**WHAT YOU SHOULD DO**:
Where does "final" occur in the listing? Copy every line that holds it.

--

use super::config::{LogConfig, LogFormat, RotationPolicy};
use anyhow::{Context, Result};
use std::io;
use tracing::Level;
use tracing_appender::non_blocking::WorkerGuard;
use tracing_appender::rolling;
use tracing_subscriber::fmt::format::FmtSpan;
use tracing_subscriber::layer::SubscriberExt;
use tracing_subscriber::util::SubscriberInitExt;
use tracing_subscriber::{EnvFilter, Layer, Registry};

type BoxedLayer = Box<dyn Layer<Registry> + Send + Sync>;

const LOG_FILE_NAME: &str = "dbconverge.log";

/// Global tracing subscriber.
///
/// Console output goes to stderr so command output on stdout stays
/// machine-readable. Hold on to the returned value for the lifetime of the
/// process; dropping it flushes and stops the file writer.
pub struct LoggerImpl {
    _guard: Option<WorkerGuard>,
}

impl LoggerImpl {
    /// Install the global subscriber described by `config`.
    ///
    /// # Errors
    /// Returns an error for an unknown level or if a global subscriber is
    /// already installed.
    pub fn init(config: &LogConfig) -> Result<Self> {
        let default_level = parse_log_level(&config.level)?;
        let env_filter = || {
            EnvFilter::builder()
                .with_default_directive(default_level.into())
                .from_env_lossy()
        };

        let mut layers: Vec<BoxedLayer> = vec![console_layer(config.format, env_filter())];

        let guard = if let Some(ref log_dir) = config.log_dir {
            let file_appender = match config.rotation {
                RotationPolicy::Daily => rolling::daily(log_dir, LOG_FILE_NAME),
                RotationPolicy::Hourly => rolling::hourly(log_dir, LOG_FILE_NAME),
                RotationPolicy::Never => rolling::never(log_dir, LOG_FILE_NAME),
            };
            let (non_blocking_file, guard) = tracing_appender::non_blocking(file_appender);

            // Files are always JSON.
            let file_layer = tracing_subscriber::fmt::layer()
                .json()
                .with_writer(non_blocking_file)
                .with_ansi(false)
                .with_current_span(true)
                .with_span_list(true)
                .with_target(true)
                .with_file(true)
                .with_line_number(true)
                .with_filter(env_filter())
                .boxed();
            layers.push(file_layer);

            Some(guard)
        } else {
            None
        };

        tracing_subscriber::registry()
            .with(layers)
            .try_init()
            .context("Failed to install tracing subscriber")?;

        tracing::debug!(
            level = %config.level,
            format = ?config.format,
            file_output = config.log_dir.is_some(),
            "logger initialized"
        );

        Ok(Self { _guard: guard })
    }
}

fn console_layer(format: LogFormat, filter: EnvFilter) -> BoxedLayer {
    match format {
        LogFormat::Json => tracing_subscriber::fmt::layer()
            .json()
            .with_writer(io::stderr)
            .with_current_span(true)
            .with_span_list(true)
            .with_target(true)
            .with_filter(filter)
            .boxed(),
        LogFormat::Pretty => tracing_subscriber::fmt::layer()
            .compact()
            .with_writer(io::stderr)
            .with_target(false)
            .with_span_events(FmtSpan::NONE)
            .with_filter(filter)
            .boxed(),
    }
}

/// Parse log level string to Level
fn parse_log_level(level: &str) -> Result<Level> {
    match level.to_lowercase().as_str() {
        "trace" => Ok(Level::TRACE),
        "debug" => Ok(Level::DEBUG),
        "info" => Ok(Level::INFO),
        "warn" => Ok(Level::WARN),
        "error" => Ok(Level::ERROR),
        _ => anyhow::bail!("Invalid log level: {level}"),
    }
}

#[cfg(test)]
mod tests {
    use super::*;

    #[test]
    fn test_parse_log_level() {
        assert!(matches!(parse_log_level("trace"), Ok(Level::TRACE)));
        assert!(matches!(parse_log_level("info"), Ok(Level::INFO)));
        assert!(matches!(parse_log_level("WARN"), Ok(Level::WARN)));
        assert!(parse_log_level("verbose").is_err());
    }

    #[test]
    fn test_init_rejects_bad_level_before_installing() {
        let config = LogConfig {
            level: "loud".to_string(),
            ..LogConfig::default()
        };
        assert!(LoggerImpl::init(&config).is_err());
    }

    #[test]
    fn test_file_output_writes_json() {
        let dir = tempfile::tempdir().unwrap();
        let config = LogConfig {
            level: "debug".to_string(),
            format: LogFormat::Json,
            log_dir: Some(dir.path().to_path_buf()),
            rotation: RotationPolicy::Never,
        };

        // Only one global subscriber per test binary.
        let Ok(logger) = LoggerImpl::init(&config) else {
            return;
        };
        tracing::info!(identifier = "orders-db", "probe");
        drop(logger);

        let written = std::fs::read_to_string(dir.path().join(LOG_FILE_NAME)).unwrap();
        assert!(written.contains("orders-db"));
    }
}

--

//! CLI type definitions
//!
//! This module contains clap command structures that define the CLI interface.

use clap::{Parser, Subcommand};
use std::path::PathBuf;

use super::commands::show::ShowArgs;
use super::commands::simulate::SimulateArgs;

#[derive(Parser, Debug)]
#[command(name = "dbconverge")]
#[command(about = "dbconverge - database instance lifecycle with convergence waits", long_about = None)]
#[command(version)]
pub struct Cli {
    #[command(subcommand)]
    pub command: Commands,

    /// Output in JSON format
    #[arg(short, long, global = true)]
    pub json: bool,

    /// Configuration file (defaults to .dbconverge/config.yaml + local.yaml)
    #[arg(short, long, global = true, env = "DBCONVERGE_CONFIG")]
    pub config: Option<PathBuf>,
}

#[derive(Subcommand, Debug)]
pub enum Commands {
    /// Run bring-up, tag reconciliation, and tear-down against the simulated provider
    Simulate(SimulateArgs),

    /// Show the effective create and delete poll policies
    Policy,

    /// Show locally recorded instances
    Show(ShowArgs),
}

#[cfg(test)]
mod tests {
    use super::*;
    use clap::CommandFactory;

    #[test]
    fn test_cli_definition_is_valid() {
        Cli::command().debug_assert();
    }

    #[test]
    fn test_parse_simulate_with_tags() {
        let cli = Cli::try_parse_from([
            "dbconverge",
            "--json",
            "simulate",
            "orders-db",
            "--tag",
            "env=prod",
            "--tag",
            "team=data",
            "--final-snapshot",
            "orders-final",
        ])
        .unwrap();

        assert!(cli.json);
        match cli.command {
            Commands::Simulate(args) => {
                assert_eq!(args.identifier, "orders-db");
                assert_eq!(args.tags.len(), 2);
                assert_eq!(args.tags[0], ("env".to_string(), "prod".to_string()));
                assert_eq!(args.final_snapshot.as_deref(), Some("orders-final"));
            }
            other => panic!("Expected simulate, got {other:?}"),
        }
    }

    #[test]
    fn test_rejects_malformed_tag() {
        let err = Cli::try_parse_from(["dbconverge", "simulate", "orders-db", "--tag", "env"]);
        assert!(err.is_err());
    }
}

--

**FINISHED EXERCISE**:
            "--final-snapshot",
            "orders-final",
                assert_eq!(args.final_snapshot.as_deref(), Some("orders-final"));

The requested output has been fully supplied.